What is being asked:
Which of the lines in the records below hold the string "CreateResult"? Copy every one of them.

Provided records:
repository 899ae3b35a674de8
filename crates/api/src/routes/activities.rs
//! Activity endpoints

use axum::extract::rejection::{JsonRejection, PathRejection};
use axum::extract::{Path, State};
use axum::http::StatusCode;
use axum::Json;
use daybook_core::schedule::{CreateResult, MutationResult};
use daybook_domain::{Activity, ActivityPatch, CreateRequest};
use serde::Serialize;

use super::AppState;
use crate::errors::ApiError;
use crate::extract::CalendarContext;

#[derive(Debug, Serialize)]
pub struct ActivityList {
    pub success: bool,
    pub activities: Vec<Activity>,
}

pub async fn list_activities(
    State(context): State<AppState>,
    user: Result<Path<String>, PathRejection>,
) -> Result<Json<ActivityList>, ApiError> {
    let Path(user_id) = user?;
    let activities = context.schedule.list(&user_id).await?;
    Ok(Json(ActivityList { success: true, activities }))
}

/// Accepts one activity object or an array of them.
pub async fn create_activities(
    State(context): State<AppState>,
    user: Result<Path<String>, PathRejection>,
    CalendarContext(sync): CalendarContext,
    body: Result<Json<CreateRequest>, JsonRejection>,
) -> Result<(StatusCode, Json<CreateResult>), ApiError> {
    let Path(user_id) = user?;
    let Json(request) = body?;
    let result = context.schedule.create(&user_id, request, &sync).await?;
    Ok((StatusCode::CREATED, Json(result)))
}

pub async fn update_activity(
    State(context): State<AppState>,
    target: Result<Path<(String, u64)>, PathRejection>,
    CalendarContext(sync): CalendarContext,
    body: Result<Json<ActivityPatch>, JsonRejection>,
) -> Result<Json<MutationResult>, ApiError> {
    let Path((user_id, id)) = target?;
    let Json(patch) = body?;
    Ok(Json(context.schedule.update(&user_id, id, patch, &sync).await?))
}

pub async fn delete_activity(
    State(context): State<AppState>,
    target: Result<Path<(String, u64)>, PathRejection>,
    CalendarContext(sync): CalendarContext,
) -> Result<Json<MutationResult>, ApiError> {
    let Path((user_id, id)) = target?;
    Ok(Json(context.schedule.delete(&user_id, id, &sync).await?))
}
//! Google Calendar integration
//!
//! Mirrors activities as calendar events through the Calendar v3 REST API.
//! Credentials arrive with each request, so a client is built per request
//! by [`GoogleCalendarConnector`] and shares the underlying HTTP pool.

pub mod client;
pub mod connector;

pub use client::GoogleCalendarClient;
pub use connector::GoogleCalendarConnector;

---

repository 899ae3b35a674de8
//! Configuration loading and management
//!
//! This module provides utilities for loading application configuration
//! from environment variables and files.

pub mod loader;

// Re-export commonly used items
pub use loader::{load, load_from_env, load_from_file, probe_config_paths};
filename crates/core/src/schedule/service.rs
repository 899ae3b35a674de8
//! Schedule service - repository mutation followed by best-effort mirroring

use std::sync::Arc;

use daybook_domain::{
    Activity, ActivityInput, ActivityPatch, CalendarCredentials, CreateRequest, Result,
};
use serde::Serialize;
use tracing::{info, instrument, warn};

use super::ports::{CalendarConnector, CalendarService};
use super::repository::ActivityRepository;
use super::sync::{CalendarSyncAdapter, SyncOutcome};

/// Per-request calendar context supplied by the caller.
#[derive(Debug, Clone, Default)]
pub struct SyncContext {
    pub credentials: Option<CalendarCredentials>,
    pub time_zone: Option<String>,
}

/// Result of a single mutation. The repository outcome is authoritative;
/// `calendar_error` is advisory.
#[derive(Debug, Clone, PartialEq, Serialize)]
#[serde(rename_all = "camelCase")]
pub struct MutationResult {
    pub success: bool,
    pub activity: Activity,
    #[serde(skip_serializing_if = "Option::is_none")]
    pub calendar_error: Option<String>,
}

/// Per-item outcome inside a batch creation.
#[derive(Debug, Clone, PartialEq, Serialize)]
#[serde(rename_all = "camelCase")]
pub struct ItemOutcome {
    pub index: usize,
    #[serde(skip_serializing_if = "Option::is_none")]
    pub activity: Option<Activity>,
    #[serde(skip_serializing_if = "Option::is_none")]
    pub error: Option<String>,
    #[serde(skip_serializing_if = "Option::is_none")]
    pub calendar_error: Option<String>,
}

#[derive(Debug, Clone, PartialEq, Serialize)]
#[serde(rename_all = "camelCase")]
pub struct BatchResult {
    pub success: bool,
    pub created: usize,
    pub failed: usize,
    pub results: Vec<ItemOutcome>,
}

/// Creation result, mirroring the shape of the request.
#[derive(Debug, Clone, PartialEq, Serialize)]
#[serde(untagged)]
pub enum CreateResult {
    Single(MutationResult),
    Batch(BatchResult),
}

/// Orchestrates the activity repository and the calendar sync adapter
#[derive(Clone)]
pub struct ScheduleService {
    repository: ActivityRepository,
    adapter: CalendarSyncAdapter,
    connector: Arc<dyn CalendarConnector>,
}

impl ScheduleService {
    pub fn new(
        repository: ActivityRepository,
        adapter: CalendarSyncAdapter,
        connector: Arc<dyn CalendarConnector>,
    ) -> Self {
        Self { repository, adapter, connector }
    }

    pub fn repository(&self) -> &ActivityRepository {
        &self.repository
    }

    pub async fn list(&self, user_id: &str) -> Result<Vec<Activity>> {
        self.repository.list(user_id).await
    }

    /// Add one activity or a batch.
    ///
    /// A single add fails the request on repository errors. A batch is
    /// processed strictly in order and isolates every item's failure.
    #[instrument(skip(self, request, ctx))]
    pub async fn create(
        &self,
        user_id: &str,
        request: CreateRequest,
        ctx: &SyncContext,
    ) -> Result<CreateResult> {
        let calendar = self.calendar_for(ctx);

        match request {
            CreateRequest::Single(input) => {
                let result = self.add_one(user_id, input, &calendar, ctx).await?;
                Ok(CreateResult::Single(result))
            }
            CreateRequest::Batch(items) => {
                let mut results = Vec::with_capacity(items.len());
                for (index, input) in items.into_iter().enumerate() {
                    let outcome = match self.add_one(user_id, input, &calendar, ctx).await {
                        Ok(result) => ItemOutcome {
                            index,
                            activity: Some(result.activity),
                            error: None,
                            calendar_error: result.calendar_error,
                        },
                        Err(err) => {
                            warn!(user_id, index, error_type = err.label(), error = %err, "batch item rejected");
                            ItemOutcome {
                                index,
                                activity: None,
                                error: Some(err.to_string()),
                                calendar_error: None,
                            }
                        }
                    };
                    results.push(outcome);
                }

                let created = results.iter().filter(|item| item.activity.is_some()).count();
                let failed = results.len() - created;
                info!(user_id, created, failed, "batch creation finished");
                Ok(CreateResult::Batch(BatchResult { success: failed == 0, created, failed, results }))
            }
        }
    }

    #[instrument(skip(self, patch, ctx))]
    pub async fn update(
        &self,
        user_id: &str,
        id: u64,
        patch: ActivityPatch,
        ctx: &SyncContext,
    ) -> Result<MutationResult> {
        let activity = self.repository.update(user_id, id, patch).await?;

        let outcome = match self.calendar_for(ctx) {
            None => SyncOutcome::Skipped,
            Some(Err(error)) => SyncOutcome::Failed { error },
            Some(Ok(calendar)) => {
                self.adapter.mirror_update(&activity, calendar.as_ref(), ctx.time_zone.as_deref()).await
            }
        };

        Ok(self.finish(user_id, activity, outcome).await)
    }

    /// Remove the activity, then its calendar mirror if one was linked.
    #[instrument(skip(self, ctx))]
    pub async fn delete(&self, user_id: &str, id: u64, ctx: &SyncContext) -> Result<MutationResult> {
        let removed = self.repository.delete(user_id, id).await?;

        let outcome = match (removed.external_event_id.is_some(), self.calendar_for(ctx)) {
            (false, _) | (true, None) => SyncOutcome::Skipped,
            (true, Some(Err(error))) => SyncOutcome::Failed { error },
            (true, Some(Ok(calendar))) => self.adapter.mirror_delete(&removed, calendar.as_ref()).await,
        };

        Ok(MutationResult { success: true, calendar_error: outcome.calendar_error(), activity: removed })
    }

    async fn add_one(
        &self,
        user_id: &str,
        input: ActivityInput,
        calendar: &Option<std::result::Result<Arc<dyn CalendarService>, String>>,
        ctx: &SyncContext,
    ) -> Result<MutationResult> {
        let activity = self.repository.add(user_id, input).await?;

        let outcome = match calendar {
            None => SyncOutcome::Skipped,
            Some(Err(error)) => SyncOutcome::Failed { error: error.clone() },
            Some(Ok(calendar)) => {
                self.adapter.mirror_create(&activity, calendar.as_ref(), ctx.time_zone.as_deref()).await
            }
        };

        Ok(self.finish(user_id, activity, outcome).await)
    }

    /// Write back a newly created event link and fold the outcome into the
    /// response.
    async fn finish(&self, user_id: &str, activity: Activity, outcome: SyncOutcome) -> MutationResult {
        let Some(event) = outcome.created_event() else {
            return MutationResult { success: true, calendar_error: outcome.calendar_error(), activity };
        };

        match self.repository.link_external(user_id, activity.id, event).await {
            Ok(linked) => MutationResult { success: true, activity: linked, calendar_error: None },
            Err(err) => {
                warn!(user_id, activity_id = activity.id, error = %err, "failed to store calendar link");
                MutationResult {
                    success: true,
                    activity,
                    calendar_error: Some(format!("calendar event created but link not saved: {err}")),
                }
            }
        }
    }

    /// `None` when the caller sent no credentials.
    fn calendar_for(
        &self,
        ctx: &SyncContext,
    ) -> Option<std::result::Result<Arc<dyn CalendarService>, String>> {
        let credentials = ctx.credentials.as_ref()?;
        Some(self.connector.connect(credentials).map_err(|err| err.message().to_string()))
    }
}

---

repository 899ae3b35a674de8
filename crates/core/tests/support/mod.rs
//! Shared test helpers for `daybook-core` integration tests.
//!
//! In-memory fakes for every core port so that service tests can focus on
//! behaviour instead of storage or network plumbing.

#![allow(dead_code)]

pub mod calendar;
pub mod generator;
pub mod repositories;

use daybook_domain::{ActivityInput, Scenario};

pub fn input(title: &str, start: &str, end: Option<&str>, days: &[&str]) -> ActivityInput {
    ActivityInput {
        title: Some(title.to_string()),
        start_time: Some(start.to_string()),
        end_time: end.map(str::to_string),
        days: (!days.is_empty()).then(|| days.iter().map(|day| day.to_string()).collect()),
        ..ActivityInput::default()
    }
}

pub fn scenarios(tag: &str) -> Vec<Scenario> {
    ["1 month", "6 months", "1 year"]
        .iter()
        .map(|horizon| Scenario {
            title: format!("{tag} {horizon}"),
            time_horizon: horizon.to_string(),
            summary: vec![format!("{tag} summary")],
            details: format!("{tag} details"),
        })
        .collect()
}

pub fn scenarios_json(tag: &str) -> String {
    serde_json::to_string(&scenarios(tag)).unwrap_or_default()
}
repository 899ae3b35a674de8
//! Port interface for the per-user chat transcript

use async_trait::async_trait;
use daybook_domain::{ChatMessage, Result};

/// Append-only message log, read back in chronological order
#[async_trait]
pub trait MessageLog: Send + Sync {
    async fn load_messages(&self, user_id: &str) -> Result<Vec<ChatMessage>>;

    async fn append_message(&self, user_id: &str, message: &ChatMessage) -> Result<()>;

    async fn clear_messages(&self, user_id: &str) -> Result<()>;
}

Solution to this task:
use daybook_core::schedule::{CreateResult, MutationResult};
) -> Result<(StatusCode, Json<CreateResult>), ApiError> {
pub enum CreateResult {
    ) -> Result<CreateResult> {
                Ok(CreateResult::Single(result))
                Ok(CreateResult::Batch(BatchResult { success: failed == 0, created, failed, results }))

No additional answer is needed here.